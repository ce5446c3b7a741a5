use std::future::Future;
use std::pin::Pin;
use std::sync::Arc;
use std::task::{Context, Poll};

use axum::http::{HeaderName, HeaderValue, Request, Response};
use tower::{Layer, Service};

const API_HEADERS: [(&str, &str); 6] = [
    ("x-content-type-options", "nosniff"),
    ("x-frame-options", "DENY"),
    ("x-xss-protection", "1; mode=block"),
    ("content-security-policy", "default-src 'none'; frame-ancestors 'none'"),
    ("referrer-policy", "strict-origin-when-cross-origin"),
    ("permissions-policy", "geolocation=(), microphone=(), camera=()"),
];

const HSTS: (&str, &str) = (
    "strict-transport-security",
    "max-age=31536000; includeSubDomains",
);

/// Adds a fixed set of security headers to every response.
#[derive(Clone)]
pub struct SecurityHeadersLayer {
    headers: Arc<Vec<(HeaderName, HeaderValue)>>,
}

impl SecurityHeadersLayer {
    /// HSTS is only sent when `include_hsts` is set (HTTPS deployments).
    pub fn new(include_hsts: bool) -> Self {
        let mut pairs: Vec<(&str, &str)> = API_HEADERS.to_vec();
        if include_hsts {
            pairs.push(HSTS);
        }
        let headers = pairs
            .into_iter()
            .map(|(name, value)| {
                (
                    HeaderName::from_static(name),
                    HeaderValue::from_static(value),
                )
            })
            .collect();
        Self {
            headers: Arc::new(headers),
        }
    }

    pub fn header_names(&self) -> impl Iterator<Item = &HeaderName> {
        self.headers.iter().map(|(name, _)| name)
    }
}

impl<S> Layer<S> for SecurityHeadersLayer {
    type Service = SecurityHeadersService<S>;

    fn layer(&self, inner: S) -> Self::Service {
        SecurityHeadersService {
            inner,
            headers: self.headers.clone(),
        }
    }
}

#[derive(Clone)]
pub struct SecurityHeadersService<S> {
    inner: S,
    headers: Arc<Vec<(HeaderName, HeaderValue)>>,
}

impl<S, ReqBody, ResBody> Service<Request<ReqBody>> for SecurityHeadersService<S>
where
    S: Service<Request<ReqBody>, Response = Response<ResBody>>,
{
    type Response = S::Response;
    type Error = S::Error;
    type Future = SecurityHeadersFuture<S::Future>;

    fn poll_ready(&mut self, cx: &mut Context<'_>) -> Poll<Result<(), Self::Error>> {
        self.inner.poll_ready(cx)
    }

    fn call(&mut self, request: Request<ReqBody>) -> Self::Future {
        SecurityHeadersFuture {
            future: self.inner.call(request),
            headers: self.headers.clone(),
        }
    }
}

#[pin_project::pin_project]
pub struct SecurityHeadersFuture<F> {
    #[pin]
    future: F,
    headers: Arc<Vec<(HeaderName, HeaderValue)>>,
}

impl<F, ResBody, E> Future for SecurityHeadersFuture<F>
where
    F: Future<Output = Result<Response<ResBody>, E>>,
{
    type Output = Result<Response<ResBody>, E>;

    fn poll(self: Pin<&mut Self>, cx: &mut Context<'_>) -> Poll<Self::Output> {
        let this = self.project();
        let mut response = match this.future.poll(cx) {
            Poll::Ready(Ok(response)) => response,
            other => return other,
        };

        let target = response.headers_mut();
        for (name, value) in this.headers.iter() {
            target.insert(name.clone(), value.clone());
        }
        Poll::Ready(Ok(response))
    }
}

pub fn create_security_headers_layer(production: bool) -> SecurityHeadersLayer {
    if production {
        tracing::info!("Security: HSTS header enabled (production mode)");
    } else {
        tracing::info!("Security: HSTS header disabled (development mode)");
    }
    SecurityHeadersLayer::new(production)
}

#[cfg(test)]
mod tests {
    use super::*;

    #[test]
    fn test_hsts_only_in_production() {
        let dev = SecurityHeadersLayer::new(false);
        assert!(!dev
            .header_names()
            .any(|n| n.as_str() == "strict-transport-security"));
        assert_eq!(dev.header_names().count(), 6);

        let prod = SecurityHeadersLayer::new(true);
        assert!(prod
            .header_names()
            .any(|n| n.as_str() == "strict-transport-security"));
    }
}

------------------------

■ WORK TO BE COMPLETED
Tail of the listing, starting at the line with "pub fn create_security_headers_layer(production: bool)" and ending at the last line: output it exactly and add nothing.

■ RESPONSE AREA
pub fn create_security_headers_layer(production: bool) -> SecurityHeadersLayer {
    if production {
        tracing::info!("Security: HSTS header enabled (production mode)");
    } else {
        tracing::info!("Security: HSTS header disabled (development mode)");
    }
    SecurityHeadersLayer::new(production)
}

#[cfg(test)]
mod tests {
    use super::*;

    #[test]
    fn test_hsts_only_in_production() {
        let dev = SecurityHeadersLayer::new(false);
        assert!(!dev
            .header_names()
            .any(|n| n.as_str() == "strict-transport-security"));
        assert_eq!(dev.header_names().count(), 6);

        let prod = SecurityHeadersLayer::new(true);
        assert!(prod
            .header_names()
            .any(|n| n.as_str() == "strict-transport-security"));
    }
}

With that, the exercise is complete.